HOW TO BE A REAL PERSON (IN JUST ONE DAY)

by Sally Warner

Pub Date: Feb. 1st, 2001
ISBN: 0-375-80434-X
Publisher: Knopf

Warner (Totally Confidential, p. 805, etc.) here serves up a touching novel about a gritty and determined young girl who tries to cope with her mother’s mental illness all alone. Because of her partly self-imposed isolation, Kara doesn’t feel real and suffers in silence by pretending all is well. She confides in neither her father, who has taken a job in another city; her friends; nor any of her teachers. What she does do, however, is make lists about “how to be a real person”; she also watches what others do in order to copy their “real” ways and to make believe her life is normal, though her mother gets progressively worse.
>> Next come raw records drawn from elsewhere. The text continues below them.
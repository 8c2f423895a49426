//! hotmod kernel
//!
//! Core of the hot module reload engine: the value model, the loaded-unit
//! capability traits, the version registry, the reload dispatcher and the
//! reflective access layer built on top of them.

// value module
pub mod value;
pub use value::{FromValue, IntoValue, Value, ValueKind};

// unit module
pub mod unit;
pub use unit::*;

// error module
pub mod error;
pub use error::*;

// native unit module
pub mod native;

// registry module
pub mod registry;
pub use registry::{Swap, VersionRegistry};

// dispatch module
pub mod dispatch;
pub use dispatch::{
    CallbackError, DispatchReport, ModuleFilter, ReloadDispatcher, ReloadNotice,
    SubscriptionHandle, SubscriptionId,
};

// reflect module
pub mod reflect;
pub use reflect::{MemberAccessor, ReflectiveObject};

// factory module
pub mod factory;
pub use factory::ObjectFactory;
//! Native units built from `tests/fixtures/greeter-unit` and loaded through
//! the dylib loader.

use hotmod_kernel::{LoadError, LoadedUnit, ModuleLoader, ObjectFactory, Value, VersionRegistry};
use hotmod_loaders::{DylibLoader, UNIT_API_VERSION};
use hotmod_runtime::HotRuntime;
use hotmod_testing::{ArtifactDir, NoticeRecorder, init_tracing};
use parking_lot::Mutex;
use std::collections::HashMap;
use std::path::PathBuf;
use std::process::Command;
use std::sync::{Arc, OnceLock};
use std::time::Duration;

const FIXTURE: &str = "hotmod-greeter-unit";

/// Library bytes per feature set; builds share one target dir
fn fixture_library(feature: Option<&str>) -> Vec<u8> {
    static BUILT: OnceLock<Mutex<HashMap<Option<String>, Vec<u8>>>> = OnceLock::new();
    let built = BUILT.get_or_init(|| Mutex::new(HashMap::new()));
    let mut built = built.lock();
    let key = feature.map(str::to_string);
    if let Some(bytes) = built.get(&key) {
        return bytes.clone();
    }

    let workspace = PathBuf::from(env!("CARGO_MANIFEST_DIR")).join("..");
    let target_dir = PathBuf::from(env!("CARGO_TARGET_TMPDIR")).join("greeter-unit");
    let cargo = std::env::var("CARGO").unwrap_or_else(|_| "cargo".to_string());
    let mut build = Command::new(cargo);
    build
        .arg("build")
        .args(["-p", FIXTURE])
        .arg("--manifest-path")
        .arg(workspace.join("Cargo.toml"))
        .arg("--offline")
        .arg("--target-dir")
        .arg(&target_dir);
    if let Some(feature) = feature {
        build.args(["--features", feature]);
    }
    let output = build.output().expect("failed to run cargo");
    assert!(
        output.status.success(),
        "building {} ({:?}) failed:\n{}",
        FIXTURE,
        feature,
        String::from_utf8_lossy(&output.stderr)
    );

    let library = target_dir.join("debug").join(format!(
        "{}hotmod_greeter_unit{}",
        std::env::consts::DLL_PREFIX,
        std::env::consts::DLL_SUFFIX
    ));
    let bytes = std::fs::read(&library).unwrap();
    built.insert(key, bytes.clone());
    bytes
}

fn loader(dir: &ArtifactDir) -> DylibLoader {
    DylibLoader::new().with_staging_dir(dir.path())
}

#[test]
fn test_declared_unit_loads_and_constructs() {
    init_tracing();
    let dir = ArtifactDir::new().unwrap();
    let code = loader(&dir).load(&fixture_library(None)).unwrap();

    assert_eq!(code.module_name(), "native_greeter");
    assert_eq!(code.type_names(), vec!["T"]);
    assert!(code.digest().is_some());

    let unit = LoadedUnit::detached(code);
    let factory = ObjectFactory::new(Arc::new(VersionRegistry::new()));
    let obj = factory.construct_from(&unit, "T", vec![]).unwrap();
    assert_eq!(obj.call::<String>("greet", vec![]).unwrap(), "hi from native");
    assert_eq!(obj.call::<String>("greet", vec![]).unwrap(), "hi from native");
    assert_eq!(obj.get_value("calls").unwrap(), Value::Int(2));
}

#[test]
fn test_each_load_gets_its_own_copy() {
    let dir = ArtifactDir::new().unwrap();
    let bytes = fixture_library(None);
    let loader = loader(&dir);
    let first = loader.load(&bytes).unwrap();
    let second = loader.load(&bytes).unwrap();

    assert_eq!(first.digest(), second.digest());
    // Both copies stay mapped while their units are alive.
    assert_eq!(std::fs::read_dir(dir.path()).unwrap().count(), 2);
}

#[test]
fn test_wrong_api_version_is_incompatible() {
    let dir = ArtifactDir::new().unwrap();
    match loader(&dir).load(&fixture_library(Some("wrong-api"))) {
        Err(LoadError::Incompatible { expected, actual }) => {
            assert_eq!(expected, UNIT_API_VERSION);
            assert_eq!(actual, UNIT_API_VERSION + 1);
        }
        Err(other) => panic!("unexpected error {:?}", other),
        Ok(_) => panic!("incompatible library loaded"),
    }
}

#[test]
fn test_missing_symbols_are_malformed() {
    let dir = ArtifactDir::new().unwrap();
    let loader = loader(&dir);

    match loader.load(&fixture_library(Some("no-entry"))) {
        Err(LoadError::Malformed(reason)) => assert!(reason.contains("_hotmod_unit_entry")),
        Err(other) => panic!("unexpected error {:?}", other),
        Ok(_) => panic!("library without an entry loaded"),
    }
    match loader.load(&fixture_library(Some("bare"))) {
        Err(LoadError::Malformed(reason)) => assert!(reason.contains("_hotmod_api_version")),
        Err(other) => panic!("unexpected error {:?}", other),
        Ok(_) => panic!("library without symbols loaded"),
    }
}

#[test]
fn test_bound_library_publishes_through_runtime() {
    init_tracing();
    let artifacts = ArtifactDir::new().unwrap();
    let staging = ArtifactDir::new().unwrap();
    let path = artifacts
        .write("greeter.unit", fixture_library(None))
        .unwrap();

    let rt = HotRuntime::with_loader(loader(&staging));
    let recorder = NoticeRecorder::attach(rt.dispatcher(), "native_greeter");
    let binding = rt.bind("native_greeter", &path).unwrap();

    assert_eq!(recorder.next(Duration::from_secs(5)).unwrap().current, 1);
    assert_eq!(binding.reload_count(), 1);
    let obj = rt.factory().construct("native_greeter::T", vec![]).unwrap();
    assert_eq!(obj.call::<String>("greet", vec![]).unwrap(), "hi from native");

    // A broken rebuild leaves the published library in place.
    artifacts
        .write("greeter.unit", fixture_library(Some("wrong-api")))
        .unwrap();
    assert!(binding.reload_now().is_err());
    assert_eq!(rt.current("native_greeter").unwrap().version(), 1);
    assert_eq!(obj.call::<String>("greet", vec![]).unwrap(), "hi from native");
}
Kara’s greatest salvation through her worst travails, whether at home or at school, is to retreat mentally to Lonely Island, based on Scott O’Dell’s Island of the Blue Dolphins, a book she has read and treasured many times. Here Kara attempts to escape, however temporarily, from the crushing loneliness of her life and from the secret she dares not reveal. While the ending is a trifle pat, young readers will get caught up in Kara’s dilemma and admire her strength under adversity. Very likely this novel will strike a responsive chord among readers who believe they have to handle family problems by themselves. (Fiction. 10-12)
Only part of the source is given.